Bob McClure’s colourful life began in Portland, Oregon, where he was born in 1900 because his father, also a missionary doctor, had sent his wife and two young daughters out of China during the Boxer Rebellion. The following year the family were reunited at Weihwei, Honan province, China, where Bob learned Mandarin before English and spent most of his first 15 years attending the mission school there.
 

Dr. Robert McClure’s tenure as a medical missionary in India lasted from 1954-1967. [Photo, courtesy Berkeley Studio, Toronto, Ontario, Ind. 65-62]

He completed high school in Toronto and graduated from the University of Toronto Medical School in 1922 before returning to China in 1924 to replace a United Church missionary doctor who had been murdered by bandits at a hospital in Hwaiking. There Bob not only performed surgery but also made numerous mechanical improvements that included enhancing the lighting in the operating room by using skills learned earlier when he had worked summers at a Toronto factory.

In 1926, Amy, a student nurse he had met at university, arrived in China to marry him but within one year they had the first of many separations when nationalist fervor forced foreigners to leave. They later settled in Taiwan where two of their four children were born.

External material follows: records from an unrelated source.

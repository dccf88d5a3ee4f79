use std::time::Duration;

use async_trait::async_trait;
use reqwest::{Client, Url};
use serde::{Deserialize, Serialize};
use thiserror::Error;
use tracing::debug;

use crate::resolver::BackendEndpoint;

#[derive(Error, Debug)]
pub enum OllamaError {
    #[error("HTTP request failed: {0}")]
    Request(#[from] reqwest::Error),
    #[error("Failed to parse response: {0}")]
    Parse(#[from] serde_json::Error),
    #[error("Ollama returned HTTP {status}: {body}")]
    Status { status: u16, body: String },
    #[error("Ollama response contained no message")]
    MissingMessage,
    #[error("Invalid Ollama endpoint {endpoint}: {reason}")]
    InvalidEndpoint { endpoint: String, reason: String },
}

#[derive(Debug, Clone, PartialEq, Serialize, Deserialize)]
#[serde(rename_all = "lowercase")]
pub enum Role {
    User,
    Assistant,
}

#[derive(Debug, Clone, PartialEq, Serialize, Deserialize)]
pub struct ChatMessage {
    pub role: Role,
    pub content: String,
}

impl ChatMessage {
    pub fn user(content: impl Into<String>) -> Self {
        Self {
            role: Role::User,
            content: content.into(),
        }
    }
}

/// Sampling parameters forwarded in the `options` object of a chat request.
#[derive(Debug, Clone, Copy, PartialEq, Serialize, Deserialize)]
pub struct ChatOptions {
    pub temperature: f32,
    pub seed: i64,
}

impl ChatOptions {
    /// Greedy decoding with a fixed seed.
    pub const fn deterministic() -> Self {
        Self {
            temperature: 0.0,
            seed: 0,
        }
    }
}

#[derive(Debug, Clone, PartialEq, Serialize, Deserialize)]
pub struct ChatRequest {
    pub model: String,
    pub messages: Vec<ChatMessage>,
    pub stream: bool,
    #[serde(default, skip_serializing_if = "Option::is_none")]
    pub options: Option<ChatOptions>,
}

impl ChatRequest {
    pub fn single_turn(model: &str, prompt: &str, options: Option<ChatOptions>) -> Self {
        Self {
            model: model.to_string(),
            messages: vec![ChatMessage::user(prompt)],
            stream: false,
            options,
        }
    }
}

#[derive(Debug, Deserialize)]
struct ChatResponse {
    message: Option<ChatMessage>,
}

/// A chat-completion provider.
///
/// [`OllamaClient`] is the production implementation; tests swap in
/// in-process stubs.
#[async_trait]
pub trait ChatBackend: Send + Sync {
    /// The address requests are sent to.
    fn endpoint(&self) -> &BackendEndpoint;

    async fn chat(&self, request: ChatRequest) -> Result<ChatMessage, OllamaError>;
}

#[derive(Clone)]
pub struct OllamaClient {
    client: Client,
    endpoint: BackendEndpoint,
    chat_url: Url,
}

impl OllamaClient {
    /// Fails unless `endpoint` is an absolute `http`/`https` URL.
    pub fn new(endpoint: BackendEndpoint, timeout: Duration) -> Result<Self, OllamaError> {
        let invalid = |reason: String| OllamaError::InvalidEndpoint {
            endpoint: endpoint.to_string(),
            reason,
        };

        let chat_url = Url::parse(&format!(
            "{}/api/chat",
            endpoint.as_str().trim_end_matches('/')
        ))
        .map_err(|e| invalid(e.to_string()))?;
        if !matches!(chat_url.scheme(), "http" | "https") || chat_url.host_str().is_none() {
            return Err(invalid("expected an http(s) URL with a host".to_string()));
        }

        let client = Client::builder().timeout(timeout).build()?;
        Ok(Self {
            client,
            endpoint,
            chat_url,
        })
    }
}

#[async_trait]
impl ChatBackend for OllamaClient {
    fn endpoint(&self) -> &BackendEndpoint {
        &self.endpoint
    }

    async fn chat(&self, request: ChatRequest) -> Result<ChatMessage, OllamaError> {
        let response = self
            .client
            .post(self.chat_url.clone())
            .json(&request)
            .send()
            .await?;

        let status = response.status();
        if !status.is_success() {
            let body = match response.text().await {
                Ok(body) => body,
                Err(e) => {
                    debug!(%status, error = %e, "failed to read error body");
                    format!("<unreadable body: {e}>")
                }
            };
            return Err(OllamaError::Status {
                status: status.as_u16(),
                body,
            });
        }

        let bytes = response.bytes().await?;
        let parsed: ChatResponse = serde_json::from_slice(&bytes)?;

        parsed.message.ok_or(OllamaError::MissingMessage)
    }
}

A study leave in 1930 enabled Bob to become a Fellow of the Royal College of Surgeons at Edinburgh University before returning to Hwaiking as Chief of Surgery. There, by teaching a number of Chinese enough about medicine to be able to do x-rays, lab tests, and minor surgery, he also developed a rural medical system that extended over an area of 5,000 square miles. He affectionately referred to these assistants as his “quacks.”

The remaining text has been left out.